Beberapa contoh telah
menggambarkan kemampuan RNA dalam melakukan reaksi enzimatik serta mengkode
informasi genetik. Beberapa contoh kasus yang mendukung RNA adalah:
1.
Ribosom adalah
molekul RNA sekali pakai yang aktif secara enzimatis. Enzim asli memproses
banyak sekali molekul, dan tidak berubah susunannya selama reaksi. Maka dari
itu RNA yang bersifat “self splicing (membelah dengan sendirinya)‟ bukanlah enzim sejati karena hanya bekerja
sekali. Protein didalamnya hanya berfungsi untuk menahan ribosom dan RNA
transfer yang direaksikan.
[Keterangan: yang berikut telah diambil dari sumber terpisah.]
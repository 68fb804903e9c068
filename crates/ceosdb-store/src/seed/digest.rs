//! Seed digest canonicalization
//!
//! Computes stable SHA256 digests of seeds for reproducibility

use crate::errors::Result;
use crate::seed::format_v0::SeedV0;
use ceosdb_core::{ExError, ExErrorKind};
use sha2::{Digest, Sha256};

/// Compute a stable digest for a seed
///
/// Returns a SHA256 hex digest of the canonicalized seed. Record order and
/// YAML layout do not affect the result.
pub fn compute_seed_digest(seed: &SeedV0) -> Result<String> {
    let canonical = canonicalize_seed(seed);

    let json = serde_json::to_string(&canonical).map_err(|e| {
        ExError::new(ExErrorKind::Serialization)
            .with_op("seed_digest")
            .with_message(e.to_string())
    })?;

    let mut hasher = Sha256::new();
    hasher.update(json.as_bytes());
    Ok(hex::encode(hasher.finalize()))
}

/// Sort every record list by id and every id list numerically
fn canonicalize_seed(seed: &SeedV0) -> SeedV0 {
    let mut canonical = seed.clone();

    canonical.agencies.sort_by_key(|a| a.id);
    canonical.measurements.sort_by_key(|m| m.id);
    canonical.instrument_types.sort();
    canonical.instrument_types.dedup();

    canonical.missions.sort_by_key(|m| m.id);
    for mission in &mut canonical.missions {
        mission.agencies.sort_unstable();
    }

    canonical.instruments.sort_by_key(|i| i.id);
    for instrument in &mut canonical.instruments {
        instrument.types.sort();
        instrument.measurements.sort_unstable();
        instrument.missions.sort_unstable();
        instrument.agencies.sort_unstable();
    }

    canonical
}

#[cfg(test)]
mod tests {
    use super::*;
    use crate::seed::parser::parse_seed_str;

    #[test]
    fn test_seed_digest_stable() {
        let yaml = r#"
schema_version: 0
missions:
  - id: 1
    name: Aqua
"#;

        let digest1 = compute_seed_digest(&parse_seed_str(yaml).unwrap()).unwrap();
        let digest2 = compute_seed_digest(&parse_seed_str(yaml).unwrap()).unwrap();

        assert_eq!(digest1, digest2);
        assert_eq!(digest1.len(), 64);
    }

    #[test]
    fn test_seed_digest_stable_with_sorting() {
        let yaml1 = r#"
schema_version: 0
missions:
  - id: 1
    name: Aqua
  - id: 2
    name: Terra
instruments:
  - id: 10
    name: MODIS
    missions: [1, 2]
"#;

        let yaml2 = r#"
schema_version: 0
instruments:
  - id: 10
    name: MODIS
    missions: [2, 1]
missions:
  - id: 2
    name: Terra
  - id: 1
    name: Aqua
"#;

        let digest1 = compute_seed_digest(&parse_seed_str(yaml1).unwrap()).unwrap();
        let digest2 = compute_seed_digest(&parse_seed_str(yaml2).unwrap()).unwrap();

        assert_eq!(digest1, digest2, "Digest should not depend on record order");
    }

    #[test]
    fn test_seed_digest_quantity_spelling() {
        let yaml1 = r#"
schema_version: 0
missions:
  - id: 1
    name: Aqua
    orbit:
      altitude: 705
"#;

        let yaml2 = r#"
schema_version: 0
missions:
  - id: 1
    name: Aqua
    orbit:
      altitude: "705"
"#;

        let digest1 = compute_seed_digest(&parse_seed_str(yaml1).unwrap()).unwrap();
        let digest2 = compute_seed_digest(&parse_seed_str(yaml2).unwrap()).unwrap();

        assert_eq!(digest1, digest2);
    }

    #[test]
    fn test_seed_digest_changes_with_content() {
        let a = parse_seed_str("schema_version: 0\nmissions: [{id: 1, name: Aqua}]\n").unwrap();
        let b = parse_seed_str("schema_version: 0\nmissions: [{id: 1, name: Terra}]\n").unwrap();

        assert_ne!(
            compute_seed_digest(&a).unwrap(),
            compute_seed_digest(&b).unwrap()
        );
    }
}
Dalam larutan pekat, protein bahkan tidak
diperlukan, karena komponen RNA dapat bekerja sendiri.
2.
Intron yang bersifat self splicing (dapat membelah
sendiri, yaitu intron group I) adalah contoh dari RNA katalis. Gen dari sel
eukariotik biasanya diselingi oleh daerah non-koding (intron), yang harus
dihapus dari RNA
3.
Viroid adalah molekul RNA penginfeksi sel tanaman. RNA
viroid mengandung rekasi pembelahan diri selama replikasinya. Jadi disini
viroid berfungsi sebagai ribosom.
4.
Polimerase DNA
tidak dapat memulai unting baru, namun hanya memanjangkan unting yang sudah ada.
Primer yang terbuat dari RNA harus digunakan ketika unting DNA mulai elongasi.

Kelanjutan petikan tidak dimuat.